Studying evolution is notoriously difficult because it relies on multiple stochastic processes and the predictable process, natural selection, operates through a genotype to phenotype to fitness map that is riddled with nonadditive interactions like epistasis. An even more difficult challenge is studying coevolution because the evolution of multiple species has to be accounted for, and their evolution depends on one another creating a tangled bank of high order biological interactions. To untangle the bank, we have developed two multispecies laboratory systems that provide experimental control required to build a mechanistic understanding of coevolution.
We have published many papers on coevolution between bacteriophage lambda and its host, Escherichia coli. We are currently interested in using this model system to study how fitness landscapes are deformed during coevolution and how these deformations can set up evolutionary feedbacks that promote innovation.

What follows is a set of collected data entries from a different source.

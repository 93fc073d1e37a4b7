use thiserror::Error;

/// Failure to decode a wire value (CBOR, JSON, base64, DER, binary layouts).
#[derive(Error, Debug)]
pub enum DataConversionError {
    #[error("Invalid CBOR: {0}")]
    Cbor(String),

    #[error("Invalid JSON: {0}")]
    Json(String),

    #[error("Invalid base64: {0}")]
    Base64(String),

    #[error("Invalid AAGUID: {0}")]
    Aaguid(String),

    #[error("Invalid authenticator data: {0}")]
    AuthenticatorData(String),

    #[error("Invalid COSE key: {0}")]
    CoseKey(String),

    #[error("Invalid attestation object: {0}")]
    AttestationObject(String),

    #[error("Invalid JWS: {0}")]
    Jws(String),

    #[error("Invalid DER: {0}")]
    Der(String),

    #[error("Invalid certificate: {0}")]
    Certificate(String),
}

/// A registration ceremony that was parsed successfully but must be rejected.
#[derive(Error, Debug)]
pub enum VerificationError {
    #[error("Client data type mismatch: expected {expected}, got {actual}")]
    InconsistentClientDataType {
        expected: &'static str,
        actual: String,
    },

    #[error("Challenge mismatch")]
    BadChallenge,

    #[error("Origin not allowed: {0}")]
    BadOrigin(String),

    #[error("RP ID hash mismatch")]
    BadRpId,

    #[error("User presence flag is not set")]
    UserNotPresent,

    #[error("User verification flag is not set")]
    UserNotVerified,

    #[error("Credential algorithm {0} is not allowed")]
    NotAllowedAlgorithm(i64),

    #[error("Constraint violation: {0}")]
    ConstraintViolation(String),

    #[error("Unsupported attestation format: {0}")]
    UnsupportedAttestationFormat(String),

    #[error("Bad attestation statement: {0}")]
    BadAttestationStatement(String),

    #[error("Bad signature")]
    BadSignature,

    #[error("AAGUID does not match the attestation certificate")]
    BadAaguid,

    #[error("Public key mismatch: {0}")]
    PublicKeyMismatch(String),

    #[error("Certificate error: {0}")]
    Certificate(String),

    #[error("No trust anchor found for {0}")]
    TrustAnchorNotFound(String),

    #[error("Self attestation is prohibited")]
    SelfAttestationProhibited,

    #[error("Custom verification failed: {0}")]
    Custom(String),

    #[error("Data conversion error: {0}")]
    DataConversion(#[from] DataConversionError),

    #[error("Cryptographic error: {0}")]
    Crypto(#[from] openssl::error::ErrorStack),
}

/// A configurer was asked to build without one of its five values.
#[derive(Error, Debug, Clone, PartialEq, Eq)]
pub enum ConfigurerError {
    #[error("{0} was not supplied")]
    MissingArgument(&'static str),
}

/// Errors from metadata BLOB handling and the MDS loader.
#[derive(Error, Debug)]
pub enum MetadataError {
    #[cfg(feature = "network")]
    #[error("Failed to read from URL: {url}")]
    Transport {
        url: String,
        #[source]
        source: reqwest::Error,
    },

    #[error("Failed to load data from {url} : Status Code: {status} . Response: {body}")]
    UnexpectedStatus {
        url: String,
        status: u16,
        body: String,
    },

    #[error("Cannot find the location HTTP header to redirect from URL: {url}")]
    MissingLocation { url: String },

    #[error("Redirect loop detected: {visited:?}")]
    RedirectLoop { visited: Vec<String> },

    #[error("Too many redirects (limit {limit}) while loading {url}")]
    TooManyRedirects { url: String, limit: usize },

    #[error("Invalid URL {url}: {reason}")]
    InvalidUrl { url: String, reason: String },

    #[error("Failed to load endpoints for {endpoint}: {reason}")]
    Endpoints { endpoint: String, reason: String },

    #[error("HTTP client error: {0}")]
    Client(String),

    #[error("Metadata certificate error: {0}")]
    Certificate(String),

    #[error("Metadata BLOB signature is invalid")]
    SignatureInvalid,

    #[error("Data conversion error: {0}")]
    DataConversion(#[from] DataConversionError),

    #[error("Cryptographic error: {0}")]
    Crypto(#[from] openssl::error::ErrorStack),
}

/// Umbrella error for callers that drive several stages at once.
#[derive(Error, Debug)]
pub enum Error {
    #[error(transparent)]
    DataConversion(#[from] DataConversionError),

    #[error(transparent)]
    Verification(#[from] VerificationError),

    #[error(transparent)]
    Configurer(#[from] ConfigurerError),

    #[error(transparent)]
    Metadata(#[from] MetadataError),
}

pub type Result<T> = std::result::Result<T, Error>;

Microbiome research has proliferated in the last decade. Our role in this area has been to develop a model experimental system to study interactions between metazoan hosts and their microbiomes. The host is a rotifer that has a number of characteristics amenable to microbiome evolution experiments; such as rapid generation time, ease of culturing large population sizes, and it has a rudimentary gut microbiome. We developed this system to learn how hosts coevolve with their microbiomes and to determine how microbiome effects extend beyond their host and into the broader ecosystem.